## ACTIVITY
Write out again only the lines running from the one that contains "let max_h = CONTENT_HEIGHT_TWIPS" to the end of the records below, including both the first and the last.

## DATA SHOWN

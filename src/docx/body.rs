//! `word/document.xml`: one pass over the block list.

use super::parts::{
    section_properties, BULLET_NUM_ID, CONTENT_HEIGHT_TWIPS, CONTENT_WIDTH_TWIPS, EMU_PER_PIXEL,
    EMU_PER_TWIP, FIRST_NUMBERED_ID, NS_A, NS_PIC, NS_R, NS_W, NS_WP,
};
use super::xml::{empty, end, part_writer, start, text_element, val, XmlWriter};
use crate::config::TablePalette;
use crate::markdown::{column_count, shade_for_row, split_spans, Block, ListKind, RowShade, Span};
use std::io;

const BORDER_SIDES: [&str; 6] = [
    "w:top",
    "w:left",
    "w:bottom",
    "w:right",
    "w:insideH",
    "w:insideV",
];

/// Streams the document part and tracks the numbering instances it refers to.
pub struct BodyWriter {
    xml: XmlWriter,
    /// Numbered runs seen so far; each one gets its own `w:num`.
    numbered_runs: usize,
    /// Whether the previous list-relevant block was a numbered item.
    in_numbered_run: bool,
    /// Next `wp:docPr` id.
    next_drawing_id: u32,
}

impl BodyWriter {
    /// Writes the declaration and opens `w:document` and `w:body`.
    pub fn new() -> io::Result<Self> {
        let mut xml = part_writer()?;
        start(
            &mut xml,
            "w:document",
            &[
                ("xmlns:w", NS_W),
                ("xmlns:r", NS_R),
                ("xmlns:wp", NS_WP),
                ("xmlns:a", NS_A),
                ("xmlns:pic", NS_PIC),
            ],
        )?;
        start(&mut xml, "w:body", &[])?;
        Ok(Self {
            xml,
            numbered_runs: 0,
            in_numbered_run: false,
            next_drawing_id: 1,
        })
    }

    pub fn numbered_runs(&self) -> usize {
        self.numbered_runs
    }

    /// Section properties, then the closing tags. Returns the finished part.
    pub fn finish(mut self) -> io::Result<Vec<u8>> {
        section_properties(&mut self.xml)?;
        end(&mut self.xml, "w:body")?;
        end(&mut self.xml, "w:document")?;
        Ok(self.xml.into_inner())
    }

    pub fn block(&mut self, block: &Block, palette: &TablePalette) -> io::Result<()> {
        match block {
            Block::Heading { level, text } => {
                self.end_numbered_run();
                self.heading(*level, text)
            }
            Block::Paragraph { spans } => {
                self.end_numbered_run();
                let w = &mut self.xml;
                start(w, "w:p", &[])?;
                runs(w, spans, false)?;
                end(w, "w:p")
            }
            Block::ListItem { text, kind, indent } => self.list_item(text, *kind, *indent),
            Block::Table { headers, rows } => {
                self.end_numbered_run();
                self.table(headers, rows, palette)
            }
            // Blank lines between items don't restart numbering.
            Block::Spacer => empty(&mut self.xml, "w:p", &[]),
        }
    }

    fn end_numbered_run(&mut self) {
        self.in_numbered_run = false;
    }

    pub fn heading(&mut self, level: u8, text: &str) -> io::Result<()> {
        let w = &mut self.xml;
        start(w, "w:p", &[])?;
        match level {
            1 | 2 => {
                let style = format!("Heading{level}");
                start(w, "w:pPr", &[])?;
                val(w, "w:pStyle", &style)?;
                end(w, "w:pPr")?;
                run(w, &Span::plain(text), false)?;
            }
            // Level 3 has no heading style of its own: a bold line.
            _ => run(w, &Span::bold(text), false)?,
        }
        end(w, "w:p")
    }

    fn list_item(&mut self, text: &str, kind: ListKind, indent: u8) -> io::Result<()> {
        let (num_id, ilvl) = match kind {
            ListKind::Bullet => (BULLET_NUM_ID, indent.min(2)),
            ListKind::Numbered => {
                if !self.in_numbered_run {
                    self.numbered_runs += 1;
                    self.in_numbered_run = true;
                }
                (FIRST_NUMBERED_ID + self.numbered_runs as u32 - 1, 0)
            }
        };
        let (num_id, ilvl) = (num_id.to_string(), ilvl.to_string());

        let w = &mut self.xml;
        start(w, "w:p", &[])?;
        start(w, "w:pPr", &[])?;
        val(w, "w:pStyle", "ListParagraph")?;
        start(w, "w:numPr", &[])?;
        val(w, "w:ilvl", &ilvl)?;
        val(w, "w:numId", &num_id)?;
        end(w, "w:numPr")?;
        end(w, "w:pPr")?;
        runs(w, &split_spans(text), false)?;
        end(w, "w:p")
    }

    fn table(
        &mut self,
        headers: &[String],
        rows: &[Vec<String>],
        palette: &TablePalette,
    ) -> io::Result<()> {
        let columns = column_count(headers, rows).max(1);
        let col_width = (CONTENT_WIDTH_TWIPS / columns as u32).to_string();

        let w = &mut self.xml;
        start(w, "w:tbl", &[])?;
        start(w, "w:tblPr", &[])?;
        empty(w, "w:tblW", &[("w:w", "5000"), ("w:type", "pct")])?;
        start(w, "w:tblBorders", &[])?;
        for side in BORDER_SIDES {
            empty(
                w,
                side,
                &[
                    ("w:val", "single"),
                    ("w:sz", "4"),
                    ("w:space", "0"),
                    ("w:color", "A6A6A6"),
                ],
            )?;
        }
        end(w, "w:tblBorders")?;
        empty(w, "w:tblLayout", &[("w:type", "fixed")])?;
        end(w, "w:tblPr")?;

        start(w, "w:tblGrid", &[])?;
        for _ in 0..columns {
            empty(w, "w:gridCol", &[("w:w", col_width.as_str())])?;
        }
        end(w, "w:tblGrid")?;

        row(w, headers, RowShade::Header, &col_width, palette)?;
        for (i, cells) in rows.iter().enumerate() {
            row(w, cells, shade_for_row(i), &col_width, palette)?;
        }
        end(w, "w:tbl")
    }

    pub fn page_break(&mut self) -> io::Result<()> {
        self.end_numbered_run();
        let w = &mut self.xml;
        start(w, "w:p", &[])?;
        start(w, "w:r", &[])?;
        empty(w, "w:br", &[("w:type", "page")])?;
        end(w, "w:r")?;
        end(w, "w:p")
    }

    pub fn caption(&mut self, text: &str) -> io::Result<()> {
        let w = &mut self.xml;
        start(w, "w:p", &[])?;
        start(w, "w:pPr", &[])?;
        val(w, "w:pStyle", "Caption")?;
        end(w, "w:pPr")?;
        run(w, &Span::plain(text), false)?;
        end(w, "w:p")
    }

    /// Inline picture referencing relationship `rel_id`.
    pub fn picture(
        &mut self,
        rel_id: &str,
        name: &str,
        width_px: u32,
        height_px: u32,
    ) -> io::Result<()> {
        let (cx, cy) = picture_extent(width_px, height_px);
        let (cx, cy) = (cx.to_string(), cy.to_string());
        let id = self.next_drawing_id.to_string();
        self.next_drawing_id += 1;
        let label = format!("Picture {id}");
        let extent = [("cx", cx.as_str()), ("cy", cy.as_str())];

        let w = &mut self.xml;
        start(w, "w:p", &[])?;
        start(w, "w:pPr", &[])?;
        val(w, "w:jc", "center")?;
        end(w, "w:pPr")?;
        start(w, "w:r", &[])?;
        start(w, "w:drawing", &[])?;
        start(
            w,
            "wp:inline",
            &[("distT", "0"), ("distB", "0"), ("distL", "0"), ("distR", "0")],
        )?;
        empty(w, "wp:extent", &extent)?;
        empty(
            w,
            "wp:docPr",
            &[("id", id.as_str()), ("name", label.as_str()), ("descr", name)],
        )?;
        start(w, "wp:cNvGraphicFramePr", &[])?;
        empty(w, "a:graphicFrameLocks", &[("noChangeAspect", "1")])?;
        end(w, "wp:cNvGraphicFramePr")?;

        start(w, "a:graphic", &[])?;
        start(w, "a:graphicData", &[("uri", NS_PIC)])?;
        start(w, "pic:pic", &[])?;

        start(w, "pic:nvPicPr", &[])?;
        empty(w, "pic:cNvPr", &[("id", id.as_str()), ("name", name)])?;
        empty(w, "pic:cNvPicPr", &[])?;
        end(w, "pic:nvPicPr")?;

        start(w, "pic:blipFill", &[])?;
        empty(w, "a:blip", &[("r:embed", rel_id)])?;
        start(w, "a:stretch", &[])?;
        empty(w, "a:fillRect", &[])?;
        end(w, "a:stretch")?;
        end(w, "pic:blipFill")?;

        start(w, "pic:spPr", &[])?;
        start(w, "a:xfrm", &[])?;
        empty(w, "a:off", &[("x", "0"), ("y", "0")])?;
        empty(w, "a:ext", &extent)?;
        end(w, "a:xfrm")?;
        start(w, "a:prstGeom", &[("prst", "rect")])?;
        empty(w, "a:avLst", &[])?;
        end(w, "a:prstGeom")?;
        end(w, "pic:spPr")?;

        end(w, "pic:pic")?;
        end(w, "a:graphicData")?;
        end(w, "a:graphic")?;
        end(w, "wp:inline")?;
        end(w, "w:drawing")?;
        end(w, "w:r")?;
        end(w, "w:p")
    }
}

fn row(
    w: &mut XmlWriter,
    cells: &[String],
    shade: RowShade,
    col_width: &str,
    palette: &TablePalette,
) -> io::Result<()> {
    let header = shade == RowShade::Header;
    start(w, "w:tr", &[])?;
    if header {
        start(w, "w:trPr", &[])?;
        empty(w, "w:tblHeader", &[])?;
        end(w, "w:trPr")?;
    }
    let fill = palette.fill(shade);
    // A row needs at least one cell to be valid.
    let placeholder = [String::new()];
    let cells = if cells.is_empty() { &placeholder[..] } else { cells };
    for cell in cells {
        start(w, "w:tc", &[])?;
        start(w, "w:tcPr", &[])?;
        empty(w, "w:tcW", &[("w:w", col_width), ("w:type", "dxa")])?;
        empty(
            w,
            "w:shd",
            &[("w:val", "clear"), ("w:color", "auto"), ("w:fill", fill)],
        )?;
        end(w, "w:tcPr")?;
        start(w, "w:p", &[])?;
        if header {
            start(w, "w:pPr", &[])?;
            val(w, "w:jc", "center")?;
            end(w, "w:pPr")?;
        }
        runs(w, &split_spans(cell), header)?;
        end(w, "w:p")?;
        end(w, "w:tc")?;
    }
    end(w, "w:tr")
}

fn runs(w: &mut XmlWriter, spans: &[Span], force_bold: bool) -> io::Result<()> {
    for span in spans {
        run(w, span, force_bold)?;
    }
    Ok(())
}

fn run(w: &mut XmlWriter, span: &Span, force_bold: bool) -> io::Result<()> {
    if span.text.is_empty() {
        return Ok(());
    }
    start(w, "w:r", &[])?;
    let bold = span.bold || force_bold;
    if bold || span.underline {
        start(w, "w:rPr", &[])?;
        if bold {
            empty(w, "w:b", &[])?;
        }
        if span.underline {
            val(w, "w:u", "single")?;
        }
        end(w, "w:rPr")?;
    }
    text_element(w, "w:t", &[("xml:space", "preserve")], &span.text)?;
    end(w, "w:r")
}

/// Picture size in EMU: natural size at 96 dpi, shrunk to fit the content
/// area with the aspect ratio kept. Never enlarged.
pub fn picture_extent(width_px: u32, height_px: u32) -> (u64, u64) {
    let natural_w = (width_px.max(1) as u64) * EMU_PER_PIXEL;
    let natural_h = (height_px.max(1) as u64) * EMU_PER_PIXEL;
    let max_w = CONTENT_WIDTH_TWIPS as u64 * EMU_PER_TWIP;
    let max_h = CONTENT_HEIGHT_TWIPS as u64 * EMU_PER_TWIP;

    let scale = (max_w as f64 / natural_w as f64)
        .min(max_h as f64 / natural_h as f64)
        .min(1.0);
    let cx = ((natural_w as f64 * scale).round() as u64).max(1);
    let cy = ((natural_h as f64 * scale).round() as u64).max(1);
    (cx, cy)
}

## SOLUTION FOR THIS EXERCISE
    let max_h = CONTENT_HEIGHT_TWIPS as u64 * EMU_PER_TWIP;

    let scale = (max_w as f64 / natural_w as f64)
        .min(max_h as f64 / natural_h as f64)
        .min(1.0);
    let cx = ((natural_w as f64 * scale).round() as u64).max(1);
    let cy = ((natural_h as f64 * scale).round() as u64).max(1);
    (cx, cy)
}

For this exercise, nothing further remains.